Choosing a mortgage has become more and more difficult as the lending industry becomes increasingly competitive and complex.

Home loans are available in many different variations. There are introductory, fixed and variable rates offered by hundreds of lenders, with interest-only or principal & interest (P&I) repayment methods. The fees and features offered by each lender differ and there are a multitude of variations available to suit your needs.

First-time buyers have to go into the process armed with the knowledge, in terms of repayments and features, of what will suit their circumstances.

They should also know how to compare loans and where to look to get an overview of the market.


The golden rule is to consider the whole package offered and not to look at one aspect in isolation. If a loan has a very low interest rate, the chances are the fee structure is high. Similarly, if there are lots of features attached to the loan, you’ll usually pay for them via higher interest rates or more fees.
Michael Tsoa-Lee, director at Mates Rates Mortgages, believes structure is all-important. “Structure is the first thing to get right before you choose your rate or lender,” he says.

In order to get the right loan, it’s also important to ask yourself what your finance needs are and what features you really need, says Michael Cant, executive general manager, retail products with Commonwealth Bank.

“Depending on whether you’re a first homebuyer, second homebuyer, are self-employed or thinking about renovating, refinancing or investing, your loan needs to accommodate your individual circumstances. If you’re buying your first home, your loan needs to be easily manageable, especially in your first year. Home loans have many different features, and it’s important not to judge a home loan solely on the interest rate and upfront establishment fees.”

Another structural point to consider is the size of deposit you can afford. Most mortgage providers will only lend 80% loan to value ratio (LVR) unless you’re willing to pay for lenders mortgage insurance (LMI), which can cost up to several thousand dollars. There are lenders who’ll provide up to 100% LVR without LMI, but it will usually mean a higher interest rate or greater fees.

When you’ve decided on the deposit, you can isolate the home loans that best suit your needs.

Not every feature available in a loan package will suit your needs, but the more flexibility you can achieve the better?
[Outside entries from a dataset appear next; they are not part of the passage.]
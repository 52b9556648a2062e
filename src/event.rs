//! Canonical change events and the outbound callback surface

use std::{fmt, path::PathBuf};

use crate::error::WatcherError;

/// Canonical kind of a filesystem change, normalized from the raw flags or
/// actions each platform reports.
///
/// The numeric codes are part of the callback contract with host bindings
/// and must stay stable.
#[derive(Debug, Clone, Copy, PartialEq, Eq, Hash)]
pub enum ChangeKind {
	/// A file or directory appeared under a watched root
	Created,
	/// A file or directory disappeared under a watched root
	Removed,
	/// Contents or metadata of an existing entry changed
	Modified,
	/// The watched root itself became unreliable (deleted, moved,
	/// mounted over); the caller should rescan
	Invalidated,
	/// The platform reported a change we couldn't classify
	Unknown,
}

impl ChangeKind {
	/// Stable numeric code used by host-language bindings
	pub const fn code(self) -> i32 {
		match self {
			Self::Created => 0,
			Self::Removed => 1,
			Self::Modified => 2,
			Self::Invalidated => 3,
			Self::Unknown => 4,
		}
	}
}

impl fmt::Display for ChangeKind {
	fn fmt(&self, f: &mut fmt::Formatter<'_>) -> fmt::Result {
		f.write_str(match self {
			Self::Created => "created",
			Self::Removed => "removed",
			Self::Modified => "modified",
			Self::Invalidated => "invalidated",
			Self::Unknown => "unknown",
		})
	}
}

/// An outbound message from the watcher worker
#[derive(Debug)]
pub enum Notification {
	/// A normalized change event for an absolute path
	Change { kind: ChangeKind, path: PathBuf },
	/// The kernel dropped events for this root; its subtree must be rescanned
	Overflow { root: PathBuf },
	/// An error raised while dispatching events, surfaced out-of-band
	Error(WatcherError),
}

/// Receives notifications from the watcher worker thread.
///
/// All methods are invoked synchronously on the worker thread, so they must
/// not block for long and must not call back into
/// [`Watcher`](crate::Watcher) methods of the same instance; doing so fails
/// with [`WatcherError::ReentrantCall`] since the worker would wait on
/// itself. Decoupling (queueing, rethreading) is the handler's concern.
pub trait EventHandler: Send + 'static {
	/// Handles a normalized change event
	fn handle_change(&mut self, kind: ChangeKind, path: PathBuf);

	/// Handles kernel-reported event loss for a watched root
	fn handle_overflow(&mut self, root: PathBuf);

	/// Handles an error raised during event dispatch
	fn handle_error(&mut self, error: WatcherError);
}

impl<F> EventHandler for F
where
	F: FnMut(Notification) + Send + 'static,
{
	fn handle_change(&mut self, kind: ChangeKind, path: PathBuf) {
		(self)(Notification::Change { kind, path });
	}

	fn handle_overflow(&mut self, root: PathBuf) {
		(self)(Notification::Overflow { root });
	}

	fn handle_error(&mut self, error: WatcherError) {
		(self)(Notification::Error(error));
	}
}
Especially if your individual circumstances change.

Paul Bonaventura, general manager of Austral Mortgage Corporation, advises that you look for the ability to make additional repayments at no extra cost and the ability to make repayments via direct debit, ATMs, internet and phone banking services.

“It’s also worth checking if you can re-fix your interest rate at no extra cost or split your loan to suit your situation. Other features to bear in mind are offset accounts and loan portability,” Bonaventura says.
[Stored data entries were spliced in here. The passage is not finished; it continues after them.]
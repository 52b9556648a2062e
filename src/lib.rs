//! Cross-platform filesystem change notifier
//!
//! `fs-notifier` watches a caller-supplied set of directory subtrees and
//! streams canonicalized change events to a callback, hiding the differences
//! between the native notification primitives of each platform: FSEvents on
//! macOS, `ReadDirectoryChangesW` on Windows and inotify on Linux.
//!
//! # Architecture
//!
//! Every [`Watcher`] owns a single background worker thread. All kernel
//! handles and watch-point bookkeeping are owned exclusively by that thread;
//! foreign threads interact with it only through a serialized command queue
//! (register, unregister, terminate) and through the outbound
//! [`EventHandler`] callback, which is invoked on the worker thread.
//!
//! Raw OS events are normalized to the five canonical [`ChangeKind`]s. Event
//! loss reported by the kernel is surfaced as an out-of-band overflow
//! notification carrying the affected root; the caller is expected to rescan
//! that subtree.
//!
//! # Example
//!
//! ```ignore
//! use fs_notifier::{Notification, Watcher, WatcherOptions};
//!
//! let watcher = Watcher::start(
//! 	|notification| match notification {
//! 		Notification::Change { kind, path } => println!("{kind}: {}", path.display()),
//! 		Notification::Overflow { root } => println!("rescan {}", root.display()),
//! 		Notification::Error(e) => eprintln!("watcher error: {e}"),
//! 	},
//! 	WatcherOptions::default(),
//! )?;
//!
//! watcher.register_paths(vec!["/some/absolute/path".into()])?;
//! ```

mod command;
mod config;
mod error;
mod event;
mod path;
mod platform;
mod watcher;

pub use config::WatcherOptions;
pub use error::{Result, WatcherError};
pub use event::{ChangeKind, EventHandler, Notification};
pub use watcher::Watcher;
Bonaventura suggests researching a lender and asking a few questions before deciding on a loan.

“Find out as much as you can about them either from their website or by word of mouth. Often the best way of finding the right lender is from someone who already deals with them and recommends them.”

Bonaventura adds that you should also ask about how post-settlement issues are handled. Does the lender have customer service consultants readily available or are these matters dealt with by a call centre or message service?

“Having ready access to decision makers can save you time and a deal of stress down the track,” says Bonaventura.

Many first homebuyers are confused and overwhelmed by the huge array of home loans available. They are often left feeling bewildered and unable to make an informed decision.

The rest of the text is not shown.